- What you should do: Set down all of the records exactly, leaving none out.

BEGIN Supplied data

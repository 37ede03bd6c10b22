//! Request correlation ids.
//!
//! A caller may supply its own id in the `x-request-id` header. A well-formed
//! ULID is adopted as is, anything else is replaced by a fresh one. The id is
//! written back on the response so both sides can correlate log lines.

use crate::server::{HttpResponse, Request};
use serde::{Deserialize, Deserializer, Serialize, Serializer};
use std::fmt::{Display, Formatter};
use std::str::FromStr;
use std::time::SystemTime;

/// Header used to carry a request id in and out of the dispatcher.
pub const REQUEST_ID_HEADER: &str = "x-request-id";

/// Per-request correlation id backed by ULID.
#[derive(Clone, Copy, Eq, PartialEq, Hash, Debug)]
pub struct RequestId(ulid::Ulid);

impl RequestId {
    #[must_use]
    pub fn new() -> Self {
        Self(ulid::Ulid::new())
    }

    /// The id carried by `request`, or a fresh one when it has none or it
    /// is malformed.
    #[must_use]
    pub fn for_request(request: &Request) -> Self {
        request
            .header(REQUEST_ID_HEADER)
            .and_then(|s| s.trim().parse().ok())
            .unwrap_or_default()
    }

    /// Write this id to the response header, replacing any previous value.
    pub fn stamp(&self, response: &mut HttpResponse) {
        response.set_header(REQUEST_ID_HEADER, self.to_string());
    }

    /// Millisecond time at which the id was minted.
    #[must_use]
    pub fn issued_at(&self) -> SystemTime {
        self.0.datetime()
    }
}

impl Default for RequestId {
    fn default() -> Self {
        Self::new()
    }
}

impl Display for RequestId {
    fn fmt(&self, f: &mut Formatter<'_>) -> std::fmt::Result {
        Display::fmt(&self.0, f)
    }
}

impl FromStr for RequestId {
    type Err = ulid::DecodeError;

    fn from_str(s: &str) -> Result<Self, Self::Err> {
        ulid::Ulid::from_string(s).map(RequestId)
    }
}

impl Serialize for RequestId {
    fn serialize<S: Serializer>(&self, serializer: S) -> Result<S::Ok, S::Error> {
        serializer.collect_str(self)
    }
}

impl<'de> Deserialize<'de> for RequestId {
    fn deserialize<D: Deserializer<'de>>(deserializer: D) -> Result<Self, D::Error> {
        let s = String::deserialize(deserializer)?;
        s.parse()
            .map_err(|_| serde::de::Error::custom(format!("invalid request id '{s}'")))
    }
}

END Supplied data

- Response box:
repository 37ede03bd6c10b22
//! Request correlation ids.
//!
//! A caller may supply its own id in the `x-request-id` header. A well-formed
//! ULID is adopted as is, anything else is replaced by a fresh one. The id is
//! written back on the response so both sides can correlate log lines.

use crate::server::{HttpResponse, Request};
use serde::{Deserialize, Deserializer, Serialize, Serializer};
use std::fmt::{Display, Formatter};
use std::str::FromStr;
use std::time::SystemTime;

/// Header used to carry a request id in and out of the dispatcher.
pub const REQUEST_ID_HEADER: &str = "x-request-id";

/// Per-request correlation id backed by ULID.
#[derive(Clone, Copy, Eq, PartialEq, Hash, Debug)]
pub struct RequestId(ulid::Ulid);

impl RequestId {
    #[must_use]
    pub fn new() -> Self {
        Self(ulid::Ulid::new())
    }

    /// The id carried by `request`, or a fresh one when it has none or it
    /// is malformed.
    #[must_use]
    pub fn for_request(request: &Request) -> Self {
        request
            .header(REQUEST_ID_HEADER)
            .and_then(|s| s.trim().parse().ok())
            .unwrap_or_default()
    }

    /// Write this id to the response header, replacing any previous value.
    pub fn stamp(&self, response: &mut HttpResponse) {
        response.set_header(REQUEST_ID_HEADER, self.to_string());
    }

    /// Millisecond time at which the id was minted.
    #[must_use]
    pub fn issued_at(&self) -> SystemTime {
        self.0.datetime()
    }
}

impl Default for RequestId {
    fn default() -> Self {
        Self::new()
    }
}

impl Display for RequestId {
    fn fmt(&self, f: &mut Formatter<'_>) -> std::fmt::Result {
        Display::fmt(&self.0, f)
    }
}

impl FromStr for RequestId {
    type Err = ulid::DecodeError;

    fn from_str(s: &str) -> Result<Self, Self::Err> {
        ulid::Ulid::from_string(s).map(RequestId)
    }
}

impl Serialize for RequestId {
    fn serialize<S: Serializer>(&self, serializer: S) -> Result<S::Ok, S::Error> {
        serializer.collect_str(self)
    }
}

impl<'de> Deserialize<'de> for RequestId {
    fn deserialize<D: Deserializer<'de>>(deserializer: D) -> Result<Self, D::Error> {
        let s = String::deserialize(deserializer)?;
        s.parse()
            .map_err(|_| serde::de::Error::custom(format!("invalid request id '{s}'")))
    }
}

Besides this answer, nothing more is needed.